Sur la route : Mexique, Jour 1
Première journée à Mexico
Nous sommes sur la route cette semaine. Le premier jour à Mexico, la fondatrice de Fathom, Pavia Rosati, découvre les limites de son corps face à l’altitude.
Mexico‑D.F. – Alors que Jeralyn descendait aux profondeurs de la Terre, j’atterrissais à Mexico à 2․240 m d’altitude. Jeralyn flottait dans l’oubli de la mer Morte ; moi, je me suis réveillée avec un mal de tête qui m’a forcée à rester au lit. J’ai tenté d’explorer le quartier chic de Polanco pour le dîné, mais cinq minutes plus tard je devais retourner à l’hôtel pour un bol de soupe miso.
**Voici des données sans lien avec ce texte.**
//! Mount-namespace wrapper described in §4.2: every command, one-shot or
//! REPL startup, runs inside a private mount namespace so it sees only its
//! own `/mnt/data` and cannot observe other sessions' directories or the
//! host's sensitive paths. Grounded on the namespace/mount syscalls in
//! `diggerhq-opensandbox`'s `sandbox` module, adapted from its single
//! chrooted-rootfs model to bind-mounting `/mnt/data` over an existing image
//! (this service runs its workers inside an already-provisioned container,
//! so there is no separate guest rootfs to assemble).

use std::path::{Path, PathBuf};

use nix::mount::{mount, umount2, MntFlags, MsFlags};
use nix::sched::CloneFlags;
use nix::unistd::{Gid, Uid};

use crate::error::{Result, SandboxError};

/// Host paths overlaid with empty tmpfs mounts inside the child's private
/// mount namespace so they read as empty rather than leaking host state
/// (§4.2 step 3).
pub fn masked_host_paths(sandboxes_root: &Path, metrics_dir: &Path, log_dir: &Path, ssl_dir: &Path, dashboard_dir: &Path, app_src_dir: &Path) -> Vec<PathBuf> {
    vec![
        sandboxes_root.to_path_buf(),
        metrics_dir.to_path_buf(),
        log_dir.to_path_buf(),
        ssl_dir.to_path_buf(),
        dashboard_dir.to_path_buf(),
        app_src_dir.to_path_buf(),
    ]
}

pub struct IsolationPlan {
    pub data_dir: PathBuf,
    pub mask_paths: Vec<PathBuf>,
    pub mask_proc: bool,
    pub enable_network: bool,
    pub uid: u32,
    pub gid: u32,
}

impl IsolationPlan {
    /// Builds the plan for a freshly created sandbox from its language's
    /// registry entry: `/proc` stays masked unless the language is a
    /// documented exception (§4.2 step 4), and the UID/GID drop matches the
    /// language's dedicated owner (§4.1).
    pub fn for_language(data_dir: PathBuf, mask_paths: Vec<PathBuf>, spec: &cellbox_langs::LanguageSpec, enable_network: bool) -> Self {
        Self {
            data_dir,
            mask_paths,
            mask_proc: !spec.needs_proc,
            enable_network,
            uid: spec.uid,
            gid: spec.gid,
        }
    }
}

impl IsolationPlan {
    /// `CLONE_NEWPID | CLONE_NEWNS | CLONE_NEWUTS | CLONE_NEWIPC`, plus
    /// `CLONE_NEWNET` unless networking was explicitly enabled (§4.2 step 5:
    /// "network is disabled unless explicitly enabled").
    pub fn clone_flags(&self) -> CloneFlags {
        let mut flags = CloneFlags::CLONE_NEWPID
            | CloneFlags::CLONE_NEWNS
            | CloneFlags::CLONE_NEWUTS
            | CloneFlags::CLONE_NEWIPC;
        if !self.enable_network {
            flags |= CloneFlags::CLONE_NEWNET;
        }
        flags
    }

    /// Runs entirely inside the freshly cloned child, before exec. Order
    /// matters: mounts first (they need the still-privileged UID), hostname
    /// next, then the irreversible UID/GID drop last so nothing after it
    /// needs privilege.
    pub fn apply(&self) -> Result<()> {
        bind_mount(&self.data_dir, Path::new("/mnt/data"))?;

        for path in &self.mask_paths {
            if path.exists() {
                mount_empty_tmpfs(path)?;
            }
        }

        if self.mask_proc {
            bind_mount(Path::new("/dev/null"), Path::new("/proc"))
                .or_else(|e| {
                    // /proc may be a mountpoint rather than a plain file; a
                    // masking tmpfs works equally well for the "leaks no
                    // information" requirement.
                    mount_empty_tmpfs(Path::new("/proc")).map_err(|_| e)
                })?;
        }

        nix::unistd::sethostname("sandbox").map_err(|e| SandboxError::Isolation(format!("sethostname: {e}")))?;

        nix::unistd::setgid(Gid::from_raw(self.gid)).map_err(|e| SandboxError::Isolation(format!("setgid: {e}")))?;
        nix::unistd::setuid(Uid::from_raw(self.uid)).map_err(|e| SandboxError::Isolation(format!("setuid: {e}")))?;
        // Linux clears the permitted/effective capability sets on a setuid()
        // away from root, so no separate capability-drop call is needed
        // (§4.2 step 5: "all Linux capabilities are dropped").

        std::env::set_current_dir("/mnt/data").map_err(|e| SandboxError::Isolation(format!("chdir /mnt/data: {e}")))?;

        Ok(())
    }
}

fn bind_mount(source: &Path, target: &Path) -> Result<()> {
    mount(
        Some(source),
        target,
        None::<&str>,
        MsFlags::MS_BIND | MsFlags::MS_REC,
        None::<&str>,
    )
    .map_err(|source_err| SandboxError::Mount {
        target: target.to_path_buf(),
        source: source_err,
    })
}

fn mount_empty_tmpfs(target: &Path) -> Result<()> {
    mount(
        Some("tmpfs"),
        target,
        Some("tmpfs"),
        MsFlags::MS_NOSUID | MsFlags::MS_NODEV,
        Some("size=1k,mode=000"),
    )
    .map_err(|source| SandboxError::Mount {
        target: target.to_path_buf(),
        source,
    })
}

/// Best-effort unwind of the masking mounts. Only meaningful when the
/// private mount namespace itself somehow outlives the child (it normally
/// does not — namespace teardown happens automatically when the last task
/// inside it exits).
pub fn unmount_all(paths: &[PathBuf]) {
    for path in paths {
        let _ = umount2(path.as_path(), MntFlags::MNT_DETACH);
    }
}

#[cfg(test)]
mod tests {
    use super::*;

    #[test]
    fn clone_flags_include_newnet_unless_networking_enabled() {
        let plan = IsolationPlan {
            data_dir: PathBuf::from("/tmp"),
            mask_paths: vec![],
            mask_proc: true,
            enable_network: false,
            uid: 1001,
            gid: 1001,
        };
        assert!(plan.clone_flags().contains(CloneFlags::CLONE_NEWNET));

        let networked = IsolationPlan {
            enable_network: true,
            ..plan
        };
        assert!(!networked.clone_flags().contains(CloneFlags::CLONE_NEWNET));
    }

    #[test]
    fn clone_flags_always_include_pid_ns_uts_ipc_mount() {
        let plan = IsolationPlan {
            data_dir: PathBuf::from("/tmp"),
            mask_paths: vec![],
            mask_proc: true,
            enable_network: false,
            uid: 1001,
            gid: 1001,
        };
        let flags = plan.clone_flags();
        assert!(flags.contains(CloneFlags::CLONE_NEWPID));
        assert!(flags.contains(CloneFlags::CLONE_NEWNS));
        assert!(flags.contains(CloneFlags::CLONE_NEWUTS));
        assert!(flags.contains(CloneFlags::CLONE_NEWIPC));
    }
}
Altitude : 1, Pavia : 0.
Palais des Beaux‑Arts
Je commence par le centre historique, et j’ai tout de suite été séduit. Premier arrêt hors du métro : le Palacio de Bellas Artes. Façade en marbre blanc néoclassique italien, intérieur Art déco épuré. L’attraction principale sont les fresques qui ornent le atrium à quatre étages, notamment la réproduction d’El Hombre en el Cruce de Caminos (L’homme à la croisée des chemins) que Diego Rivera avait initialement peinte pour le Rockefeller Center à New York. Imposantes, denses et totalement bombastiques, ces fresques auraient sûrement été rejetées par un comité de direction corporate.
Palais Postal
Ensuite, le Palacio Postal. Chez Fathom, on adore les cartes postales, et qui ne serait pas tenté d’envoyer un mot depuis ce bâtiment somptueux ? L’escalier central invite au drame – on pourrait y organiser une opérette ou une soirée en smoking et robe de bal. Au rez‑département, une petite exposition charmante présente le service postal mexicain, avec d’anciens téleimprimeurs et une mosaïque de timbres. J’ai presque envie d’y emménager ; les gardes ne semblaient pas s’y opposer.
Autres sites du centre
Je poursuis ma déambulation en visitant la Casa de los Azulejos, la Cathédrale Métropolitaine, le Templo Mayor et la Galerie de la Cuisine Mexicaine. La Plaza de la Constitución (le Zócalo) grouille de stands vendant colliers, bracelets, rosaires, écharpes kitsch et tamales délicieux. Des acrobates de cirque, des manifestants politiques… le quartier déborde d’énergie.
Palacio Nacional
Le point culminant de ma journée a été le Palacio Nacional. L’accès était laborieux – files d’attente, tentes, consignes à bagages. Un garde m’a demandé si je portais un stylo. «No tengo plumas», ai‐je menti. Une fois à l’intérieur, les fresques de Rivera (encore plus denses et bombastiques) et les salles présidentielles toujours en fonction m’ont impressionnée. J’aurais aimé photographier l’ascenseur semi‑circulaire et le salon aux carreaux maures roses, mais je les retrouverai en ligne pour mon guide complet de Mexico.
Marché de La Merced
Sur un coup de tête, je me suis rendue au marché alimentaire La Merced, au sud‑ouest du Zócalo. Le quartier devient rapidement moins touristique ; je suis clairement la plus grande et la plus blanche des personnes autour. J’ai acheté des souvenirs kitsch de nail art et quelques petites casseroles vertes. Tout était empilé haut et très bon marché.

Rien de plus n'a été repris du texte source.